Com os Ministros e representantes de países em desenvolvimento com florestas tropicais de outras regiões do mundo – a República Democrática do Congo, a República do Congo e a Indonésia –, identificamos convergências que nos habilitam a iniciar um processo de construção de posições coordenadas, a serem levadas às negociações multilaterais em temáticas ambientais, a começar pela COP-28 do Clima, a se realizar este ano nos Emirados Árabes Unidos. Conclamamos os países desenvolvidos a cumprirem suas metas de financiamento aos países em desenvolvimento, nas áreas de clima e biodiversidade, em contexto caracterizado pelo agravamento das múltiplas crises planetárias, aliás não só ambientais, mas também referentes à desigualdade, à fome e à pobreza. Os nossos colegas da República do Congo, da República Democrática do Congo e da Indonésia indicaram também interesse em estreitar o diálogo para conhecer a experiência amazônica de integração regional, que poderá vir a ser exemplo para arranjos semelhantes em outras próprias bacias.

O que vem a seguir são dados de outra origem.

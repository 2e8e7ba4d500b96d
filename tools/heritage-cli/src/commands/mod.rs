//! CLI command implementations.

pub mod cart;
pub mod catalog;
pub mod config;
pub mod lang;

use clap::{Args, Subcommand};

/// Arguments for the products command.
#[derive(Args)]
pub struct ProductsArgs {
    /// Category to include (repeatable; none means all).
    #[arg(short = 'C', long = "category")]
    pub categories: Vec<String>,

    /// Minimum price in KWD.
    #[arg(long)]
    pub min: Option<String>,

    /// Maximum price in KWD.
    #[arg(long)]
    pub max: Option<String>,

    /// Sort order: bestseller, newest, price-low, price-high, name.
    #[arg(short, long, default_value = "bestseller")]
    pub sort: String,

    /// Match categories by id instead of by label substring.
    #[arg(long)]
    pub exact: bool,
}

/// Arguments for the show command.
#[derive(Args)]
pub struct ShowArgs {
    /// Product ID.
    pub id: String,
}

/// Arguments for the cart command.
#[derive(Args)]
pub struct CartArgs {
    #[command(subcommand)]
    pub command: Option<CartCommand>,
}

#[derive(Subcommand)]
pub enum CartCommand {
    /// Show the cart.
    Show,
    /// Add a product.
    Add {
        /// Product ID.
        id: String,
        /// Quantity to add (clamped to available stock).
        #[arg(short, long, default_value = "1")]
        qty: i64,
        /// Variant, e.g. a size or color.
        #[arg(long)]
        variant: Option<String>,
    },
    /// Remove a product.
    Remove {
        /// Product ID.
        id: String,
    },
    /// Set a product's quantity (0 removes it).
    Set {
        /// Product ID.
        id: String,
        /// New quantity.
        #[arg(allow_negative_numbers = true)]
        qty: i64,
    },
    /// Remove everything.
    Clear,
}

/// Arguments for the lang command.
#[derive(Args)]
pub struct LangArgs {
    /// Language to switch to (en or ar); omit to show the current one.
    pub language: Option<String>,
}

/// Arguments for the config command.
#[derive(Args)]
pub struct ConfigArgs {
    #[command(subcommand)]
    pub command: ConfigCommand,
}

#[derive(Subcommand)]
pub enum ConfigCommand {
    /// Show current configuration.
    Show,
    /// Initialize a new config file.
    Init {
        /// Force overwrite existing config.
        #[arg(short, long)]
        force: bool,
    },
}
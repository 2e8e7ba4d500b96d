//! Storefront core for Heritage Home.
//!
//! This crate holds the parts of the storefront that have behavior:
//!
//! - **Catalog**: the fixed product and category set, badges, stock status
//! - **Cart**: line state, totals, and the persisting [`CartStore`](cart::CartStore)
//! - **Search**: listing query state and the filter/sort engine
//! - **Storefront**: the session context tying them to a key-value store
//!
//! # Example
//!
//! ```rust
//! use heritage_cache::MemoryStore;
//! use heritage_commerce::prelude::*;
//!
//! let mut storefront = Storefront::open(MemoryStore::new());
//!
//! let query = storefront.default_query().with_sort(SortKey::PriceLow);
//! let cheapest = storefront.browse(&query)[0].id.clone();
//!
//! storefront.add_to_cart(cheapest.as_str(), None, 2)?;
//! assert_eq!(storefront.cart().total_items(), 2);
//! println!("Total: {}", storefront.cart().total_price());
//! # Ok::<(), CommerceError>(())
//! ```

pub mod error;
pub mod ids;
pub mod money;

pub mod cart;
pub mod catalog;
pub mod search;
pub mod storefront;

pub use error::CommerceError;
pub use ids::*;
pub use money::{Currency, Money};
pub use storefront::{Storefront, StorefrontSettings};

/// Prelude for convenient imports.
pub mod prelude {
    pub use crate::error::CommerceError;
    pub use crate::ids::*;
    pub use crate::money::{Currency, Money};

    // Catalog
    pub use crate::catalog::{Badge, Catalog, Category, Product, ProductVariants, StockStatus};

    // Cart
    pub use crate::cart::{
        Cart, CartChange, CartEvent, CartLine, CartStore, CartTotals, ProductSnapshot,
    };

    // Search
    pub use crate::search::{query_catalog, CatalogQuery, CategoryMatch, PriceRange, SortKey};

    // Session
    pub use crate::storefront::{Storefront, StorefrontSettings};
}
//! Key-Value store abstraction with automatic serialization.

use crate::CacheError;
use serde::{de::DeserializeOwned, Serialize};

/// A raw byte key-value store.
///
/// Implementations decide where bytes live; [`Cache`] layers JSON on top.
pub trait KeyValueStore {
    /// Get the raw bytes stored under `key`.
    fn get(&self, key: &str) -> Result<Option<Vec<u8>>, CacheError>;

    /// Store raw bytes under `key`, replacing any previous value.
    fn set(&self, key: &str, value: &[u8]) -> Result<(), CacheError>;

    /// Delete `key`. Deleting a missing key is not an error.
    fn delete(&self, key: &str) -> Result<(), CacheError>;

    /// Check if a key exists.
    fn exists(&self, key: &str) -> Result<bool, CacheError> {
        Ok(self.get(key)?.is_some())
    }

    /// Get all keys in the store.
    fn keys(&self) -> Result<Vec<String>, CacheError>;
}

impl<S: KeyValueStore + ?Sized> KeyValueStore for &S {
    fn get(&self, key: &str) -> Result<Option<Vec<u8>>, CacheError> {
        (**self).get(key)
    }

    fn set(&self, key: &str, value: &[u8]) -> Result<(), CacheError> {
        (**self).set(key, value)
    }

    fn delete(&self, key: &str) -> Result<(), CacheError> {
        (**self).delete(key)
    }

    fn exists(&self, key: &str) -> Result<bool, CacheError> {
        (**self).exists(key)
    }

    fn keys(&self) -> Result<Vec<String>, CacheError> {
        (**self).keys()
    }
}

/// Type-safe cache over a [`KeyValueStore`].
///
/// Provides automatic JSON serialization for any type that implements
/// `Serialize` and `DeserializeOwned`.
#[derive(Debug, Clone)]
pub struct Cache<S> {
    store: S,
}

impl<S: KeyValueStore> Cache<S> {
    /// Wrap a store.
    pub fn new(store: S) -> Self {
        Self { store }
    }

    /// Borrow the underlying store.
    pub fn store(&self) -> &S {
        &self.store
    }

    /// Consume the cache and return the underlying store.
    pub fn into_inner(self) -> S {
        self.store
    }

    /// Get a value from the cache.
    ///
    /// Returns `None` if the key doesn't exist, and
    /// [`CacheError::SerializeError`] if the stored bytes don't decode as `T`.
    ///
    /// # Example
    ///
    /// ```rust,ignore
    /// let cart: Option<CartSnapshot> = cache.get("heritage:cart")?;
    /// ```
    pub fn get<T: DeserializeOwned>(&self, key: &str) -> Result<Option<T>, CacheError> {
        match self.store.get(key)? {
            Some(bytes) => {
                let value: T = serde_json::from_slice(&bytes)?;
                Ok(Some(value))
            }
            None => Ok(None),
        }
    }

    /// Set a value in the cache.
    ///
    /// # Example
    ///
    /// ```rust,ignore
    /// cache.set("heritage:cart", &snapshot)?;
    /// ```
    pub fn set<T: Serialize>(&self, key: &str, value: &T) -> Result<(), CacheError> {
        let bytes = serde_json::to_vec(value)?;
        self.store.set(key, &bytes)
    }

    /// Delete a value from the cache.
    pub fn delete(&self, key: &str) -> Result<(), CacheError> {
        self.store.delete(key)
    }

    /// Check if a key exists in the cache.
    pub fn exists(&self, key: &str) -> Result<bool, CacheError> {
        self.store.exists(key)
    }

    /// Get all keys in the cache.
    pub fn keys(&self) -> Result<Vec<String>, CacheError> {
        self.store.keys()
    }
}

/// Helper to build cache keys with namespacing.
///
/// # Example
///
/// ```rust
/// use heritage_cache::cache_key;
///
/// let key = cache_key!("heritage", "cart");
/// assert_eq!(key, "heritage:cart");
/// ```
#[macro_export]
macro_rules! cache_key {
    ($prefix:expr, $($part:expr),+) => {{
        let mut key = String::from($prefix);
        $(
            key.push(':');
            key.push_str(&$part.to_string());
        )+
        key
    }};
}
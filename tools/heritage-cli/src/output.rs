//! Output formatting for the CLI.

use console::{measure_text_width, pad_str, style, Alignment};
use heritage_commerce::catalog::{Badge, StockStatus};
use heritage_commerce::Money;
use heritage_i18n::{lookup, Language};

/// Output handler for CLI messages.
#[derive(Clone)]
pub struct Output {
    verbose: bool,
    json: bool,
}

impl Output {
    /// Create a new output handler.
    pub fn new(verbose: bool, json: bool) -> Self {
        Self { verbose, json }
    }

    /// Print an info message.
    pub fn info(&self, msg: &str) {
        if self.json {
            return;
        }
        println!("{} {}", style("ℹ").blue(), msg);
    }

    /// Print a success message.
    pub fn success(&self, msg: &str) {
        if self.json {
            return;
        }
        println!("{} {}", style("✓").green(), msg);
    }

    /// Print a warning message.
    pub fn warn(&self, msg: &str) {
        if self.json {
            return;
        }
        eprintln!("{} {}", style("⚠").yellow(), msg);
    }

    /// Print an error message.
    pub fn error(&self, msg: &str) {
        if self.json {
            eprintln!("{}", serde_json::json!({ "error": msg }));
            return;
        }
        eprintln!("{} {}", style("✗").red(), style(msg).red());
    }

    /// Print a debug message (only in verbose mode).
    pub fn debug(&self, msg: &str) {
        if !self.verbose || self.json {
            return;
        }
        eprintln!("{} {}", style("→").dim(), style(msg).dim());
    }

    /// Print a header/title.
    pub fn header(&self, msg: &str) {
        if self.json {
            return;
        }
        println!("\n{}", style(msg).bold().underlined());
    }

    /// Print a dimmed line under a header.
    pub fn subtitle(&self, msg: &str) {
        if self.json {
            return;
        }
        println!("{}", style(msg).dim());
    }

    /// Print JSON output.
    pub fn json<T: serde::Serialize>(&self, value: &T) {
        if let Ok(json) = serde_json::to_string_pretty(value) {
            println!("{}", json);
        }
    }

    /// Print a key-value pair.
    pub fn kv(&self, key: &str, value: &str) {
        if self.json {
            return;
        }
        println!("  {}: {}", style(key).dim(), value);
    }

    /// Print a list item.
    pub fn list_item(&self, item: &str) {
        if self.json {
            return;
        }
        println!("  {} {}", style("•").dim(), item);
    }

    /// Print a table row.
    ///
    /// Widths are display columns, so styled and Arabic cells line up.
    pub fn table_row(&self, cols: &[&str], widths: &[usize]) {
        if self.json {
            return;
        }
        let formatted: Vec<String> = cols
            .iter()
            .zip(widths.iter())
            .map(|(col, width)| pad_str(col, *width, Alignment::Left, None).into_owned())
            .collect();
        println!("  {}", formatted.join("  ").trim_end());
    }

    /// Print a separator sized to a table.
    pub fn rule(&self, widths: &[usize]) {
        if self.json {
            return;
        }
        let total = widths.iter().sum::<usize>() + 2 * widths.len().saturating_sub(1);
        println!("  {}", style("─".repeat(total)).dim());
    }

    /// Check if JSON mode is enabled.
    pub fn is_json(&self) -> bool {
        self.json
    }
}

/// Price with the localized currency label.
pub fn format_price(price: &Money, language: Language) -> String {
    price.display_with(lookup("currency", language))
}

/// Styled badge text.
pub fn badge_label(badge: &Badge, language: Language) -> String {
    let label = badge.label(language);
    match badge {
        Badge::BestSeller => style(label).yellow().bold().to_string(),
        Badge::LowStock(_) => style(label).red().to_string(),
        Badge::New => style(label).green().to_string(),
    }
}

/// Styled availability text.
pub fn stock_label(status: &StockStatus, language: Language) -> String {
    let label = status.label(language);
    match status {
        StockStatus::InStock => style(label).green().to_string(),
        StockStatus::LowStock(_) => style(label).yellow().to_string(),
        StockStatus::MadeToOrder => style(label).dim().to_string(),
    }
}

/// Truncate to `width` display columns, marking the cut with an ellipsis.
pub fn truncate(text: &str, width: usize) -> String {
    if measure_text_width(text) <= width {
        return text.to_string();
    }
    console::truncate_str(text, width, "…").into_owned()
}

#[cfg(test)]
mod tests {
    use super::*;

    #[test]
    fn test_format_price() {
        assert_eq!(format_price(&Money::kwd(450_000), Language::En), "450.000 KWD");
        assert_eq!(format_price(&Money::kwd(28_500), Language::Ar), "28.500 د.ك");
    }

    #[test]
    fn test_truncate() {
        assert_eq!(truncate("Carpets", 10), "Carpets");
        assert_eq!(measure_text_width(&truncate("Persian Style Hand Woven Carpet", 12)), 12);
    }
}
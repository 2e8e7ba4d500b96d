//! Configuration management commands.

use std::fs;

use anyhow::{bail, Result};

use super::{ConfigArgs, ConfigCommand};
use crate::config::generate_default_config;
use crate::context::Context;

/// Run the config command.
pub fn run(args: ConfigArgs, ctx: &Context) -> Result<()> {
    match args.command {
        ConfigCommand::Show => show_config(ctx),
        ConfigCommand::Init { force } => init_config(force, ctx),
    }
}

fn show_config(ctx: &Context) -> Result<()> {
    if ctx.output.is_json() {
        ctx.output.json(&ctx.config);
        return Ok(());
    }

    ctx.output.header("Current Configuration");
    match &ctx.config_path {
        Some(path) => ctx.output.kv("file", &path.display().to_string()),
        None => ctx.output.kv("file", "(defaults)"),
    }

    ctx.output.info("[storage]");
    ctx.output.kv("dir", &ctx.config.storage.dir);
    ctx.output.kv("resolved", &ctx.storage_dir().display().to_string());

    let storefront = &ctx.config.storefront;
    ctx.output.info("[storefront]");
    ctx.output.kv("default_language", &storefront.default_language);
    ctx.output.kv("price_min", &storefront.price_min.to_string());
    ctx.output.kv("price_max", &storefront.price_max.to_string());
    ctx.output.kv("category_match", &storefront.category_match);

    if let Err(e) = ctx.config.storefront_settings() {
        ctx.output.warn(&format!("{:#}", e));
    }
    Ok(())
}

fn init_config(force: bool, ctx: &Context) -> Result<()> {
    let config_path = ctx.cwd.join("heritage.toml");

    if config_path.exists() && !force {
        bail!(
            "Config file already exists: {}. Use --force to overwrite.",
            config_path.display()
        );
    }

    fs::write(&config_path, generate_default_config())?;
    ctx.output
        .success(&format!("Created: {}", config_path.display()));

    Ok(())
}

Em resumo, foram estes os principais assuntos de que tratamos ontem. O debate dos senhores presidentes no dia de hoje, por sua vez, terá enorme importância para orientar as ações dos Governos e das Chancelarias, em particular, no processo de implementação dessa nova agenda comum de cooperação na Amazônia, conformada pela Declaração de Belém, a ser adotada ao final do dia de hoje.
Muito obrigado.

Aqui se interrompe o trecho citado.